Abre la película con una escena de extrema solemnidad: un plano fijo por el que vemos llegar a unos samuráis. Cuando ha acabado una de las mejores escenas de la propia cinta, nos damos cuenta de que no se ha dicho una sola palabra. Se deleita en el ritmo, en su propia narrativa. Los samuráis sudan, el sol les abrasa; cuando se cierra la cinta, nieva y lo que nos queda es una reflexión, una escena inquietante e ilusoria.
En un análisis superficial, nos encontramos a mujeres campesinas (doblemente damnificadas) esperando la llegada de su marido, un campesino que vuelve convertido en un honorable guerrero.

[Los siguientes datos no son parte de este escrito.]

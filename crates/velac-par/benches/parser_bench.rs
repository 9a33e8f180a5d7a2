//! String-literal parsing benchmarks.

use criterion::{black_box, criterion_group, criterion_main, Criterion};
use velac_par::parse_string_source;
use velac_util::{Arena, Handler};

fn bench_plain_literal(c: &mut Criterion) {
    let source = "\"a plain literal with some escapes: \\n \\t \\x41 \\N{BULLET}\"";
    c.bench_function("parse_plain_literal", |b| {
        b.iter(|| {
            let arena = Arena::new();
            let handler = Handler::new();
            black_box(parse_string_source(
                black_box(source),
                &arena,
                &handler,
                8,
            ))
            .is_some()
        })
    });
}

fn bench_fstring(c: &mut Criterion) {
    let source = "f\"widget {name!r} has {count} units at {price:>{width}.2f} each\"";
    c.bench_function("parse_fstring", |b| {
        b.iter(|| {
            let arena = Arena::new();
            let handler = Handler::new();
            black_box(parse_string_source(
                black_box(source),
                &arena,
                &handler,
                8,
            ))
            .is_some()
        })
    });
}

criterion_group!(benches, bench_plain_literal, bench_fstring);
criterion_main!(benches);
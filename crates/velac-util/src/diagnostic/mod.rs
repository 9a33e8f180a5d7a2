//! Diagnostic module - Error and warning reporting infrastructure.
//!
//! This module provides types for creating, collecting, and querying
//! compiler diagnostics (errors, warnings, notes, and help messages).
//!
//! # Examples
//!
//! ```
//! use velac_util::diagnostic::{DiagnosticBuilder, Handler};
//! use velac_util::Span;
//!
//! let handler = Handler::new();
//! DiagnosticBuilder::error("unexpected token")
//!     .span(Span::DUMMY)
//!     .emit(&handler);
//!
//! assert!(handler.has_errors());
//! ```

mod builder;
mod codes;

pub use builder::DiagnosticBuilder;
pub use codes::DiagnosticCode;

pub use codes::{
    E_LEX_INVALID_NUMBER, E_LEX_UNEXPECTED_CHAR, E_LEX_UNTERMINATED_STRING,
    E_PARSE_EXPECTED_TOKEN, E_PARSE_UNEXPECTED_EOF, E_PARSE_UNEXPECTED_TOKEN, E_STR_DECODE,
    E_STR_INTERNAL, E_STR_SYNTAX, W_INVALID_ESCAPE,
};

use crate::Span;
use std::cell::RefCell;
use std::fmt;

/// Diagnostic severity level.
#[derive(Clone, Copy, Debug, PartialEq, Eq)]
pub enum Level {
    /// An error that prevents compilation.
    Error,
    /// A warning that doesn't prevent compilation.
    Warning,
    /// Additional information about a diagnostic.
    Note,
    /// A suggestion for fixing an issue.
    Help,
}

impl fmt::Display for Level {
    fn fmt(&self, f: &mut fmt::Formatter<'_>) -> fmt::Result {
        match self {
            Level::Error => write!(f, "error"),
            Level::Warning => write!(f, "warning"),
            Level::Note => write!(f, "note"),
            Level::Help => write!(f, "help"),
        }
    }
}

/// A diagnostic message with severity and location.
#[derive(Clone, Debug)]
pub struct Diagnostic {
    /// Diagnostic severity level.
    pub level: Level,
    /// Main diagnostic message.
    pub message: String,
    /// Source location.
    pub span: Span,
    /// Optional diagnostic code.
    pub code: Option<DiagnosticCode>,
    /// Additional notes for context.
    pub notes: Vec<String>,
    /// Help suggestions for fixing the issue.
    pub helps: Vec<String>,
}

impl Diagnostic {
    /// Create a new diagnostic.
    pub fn new(level: Level, message: impl Into<String>, span: Span) -> Self {
        Self {
            level,
            message: message.into(),
            span,
            code: None,
            notes: Vec::new(),
            helps: Vec::new(),
        }
    }

    /// Create an error diagnostic.
    pub fn error(message: impl Into<String>, span: Span) -> Self {
        Self::new(Level::Error, message, span)
    }

    /// Create a warning diagnostic.
    pub fn warning(message: impl Into<String>, span: Span) -> Self {
        Self::new(Level::Warning, message, span)
    }

    /// Set the diagnostic code.
    pub fn with_code(mut self, code: DiagnosticCode) -> Self {
        self.code = Some(code);
        self
    }

    /// Add a note to the diagnostic.
    pub fn with_note(mut self, note: impl Into<String>) -> Self {
        self.notes.push(note.into());
        self
    }

    /// Add a help suggestion.
    pub fn with_help(mut self, help: impl Into<String>) -> Self {
        self.helps.push(help.into());
        self
    }
}

/// Handler for collecting and reporting diagnostics.
///
/// The `Handler` collects diagnostics and provides methods for querying
/// them. It is shared by reference between the lexer, the parser, and any
/// embedded re-parse of an f-string expression, so every diagnostic for one
/// compilation lands in the same place.
///
/// # Examples
///
/// ```
/// use velac_util::diagnostic::{Diagnostic, Handler};
/// use velac_util::Span;
///
/// let handler = Handler::new();
/// handler.emit_diagnostic(Diagnostic::error("unexpected token", Span::DUMMY));
/// assert_eq!(handler.error_count(), 1);
/// ```
pub struct Handler {
    /// Collected diagnostics.
    diagnostics: RefCell<Vec<Diagnostic>>,
    /// Whether to panic on errors (for testing).
    panic_on_error: bool,
}

impl Handler {
    /// Create a new handler.
    pub fn new() -> Self {
        Self {
            diagnostics: RefCell::new(Vec::new()),
            panic_on_error: false,
        }
    }

    /// Create a handler that panics on errors (for testing).
    pub fn new_panicking() -> Self {
        Self {
            diagnostics: RefCell::new(Vec::new()),
            panic_on_error: true,
        }
    }

    /// Emit a pre-built diagnostic.
    pub fn emit_diagnostic(&self, diagnostic: Diagnostic) {
        if self.panic_on_error && diagnostic.level == Level::Error {
            panic!("diagnostic error: {}", diagnostic.message);
        }
        self.diagnostics.borrow_mut().push(diagnostic);
    }

    /// Check if any errors have been reported.
    pub fn has_errors(&self) -> bool {
        self.diagnostics
            .borrow()
            .iter()
            .any(|d| d.level == Level::Error)
    }

    /// Get the number of errors.
    pub fn error_count(&self) -> usize {
        self.diagnostics
            .borrow()
            .iter()
            .filter(|d| d.level == Level::Error)
            .count()
    }

    /// Get the number of warnings.
    pub fn warning_count(&self) -> usize {
        self.diagnostics
            .borrow()
            .iter()
            .filter(|d| d.level == Level::Warning)
            .count()
    }

    /// Get all diagnostics.
    pub fn diagnostics(&self) -> Vec<Diagnostic> {
        self.diagnostics.borrow().clone()
    }

    /// True if some collected error message contains `needle`.
    ///
    /// This is the query the test suites lean on: the string parser promises
    /// specific message substrings ("single '}' is not allowed", ...).
    pub fn has_error_containing(&self, needle: &str) -> bool {
        self.diagnostics
            .borrow()
            .iter()
            .any(|d| d.level == Level::Error && d.message.contains(needle))
    }

    /// Clear all diagnostics.
    pub fn clear(&self) {
        self.diagnostics.borrow_mut().clear();
    }
}

impl Default for Handler {
    fn default() -> Self {
        Self::new()
    }
}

El campesino, que vivió fuera de casa durante años, a causa de la guerra, sólo piensa en regresar y volver a ver a su mujer y a su madre, pero tampoco lo consigue. La guerra no ha beneficiado a nadie, y sólo ha causado desunión y sufrimiento. Esto parece querer decirnos Shindo, que ya se reiteró bajo el mismo contexto belicoso en la antes mentada Onibaba.
En otro más profundo, podemos ver cómo Shindo trata el sometimiento de los campesinos en el feudalismo frente a los señores (líderes de los clanes), que son protegidos por los samuráis (aparentemente guerreros honorables). El tipo de samurai que se ve en el filme sólo sigue órdenes del señor, pese a no ser de su agrado o ir en contra de su voluntad, y en algunos casos, se convierten incluso en depredadores bandoleros que, ante la penuria de la guerra, asaltan a campesinos y los tratan a su gusto. Parece que el único fin de este guerrero es obtener reputación y, una vez conseguida, mantenerla a toda costa: cuestión de honor. En el estamento más privilegiado, el señor, que, pasando por encima de cualquier ciudadano, sólo busca su propio beneficio, llegando a la invención de heroicidades en su figura en pos de mantener su status. Una muestra de las relaciones estamentales (durante la guerra), donde premia el egoísmo, el afán por sobrevivir y por subir en la escala social. En medio de eso, conceptos como el amor que, sin llegar a salvarlo todo, maquillan mucho el alma humana.
Es una completa espiral de horror. En definitiva, un J-Horror con la mejor estética y con una historia que bien podría ser un drama griego, donde, al final, sólo queda desazón y sufrimiento, pese a todo.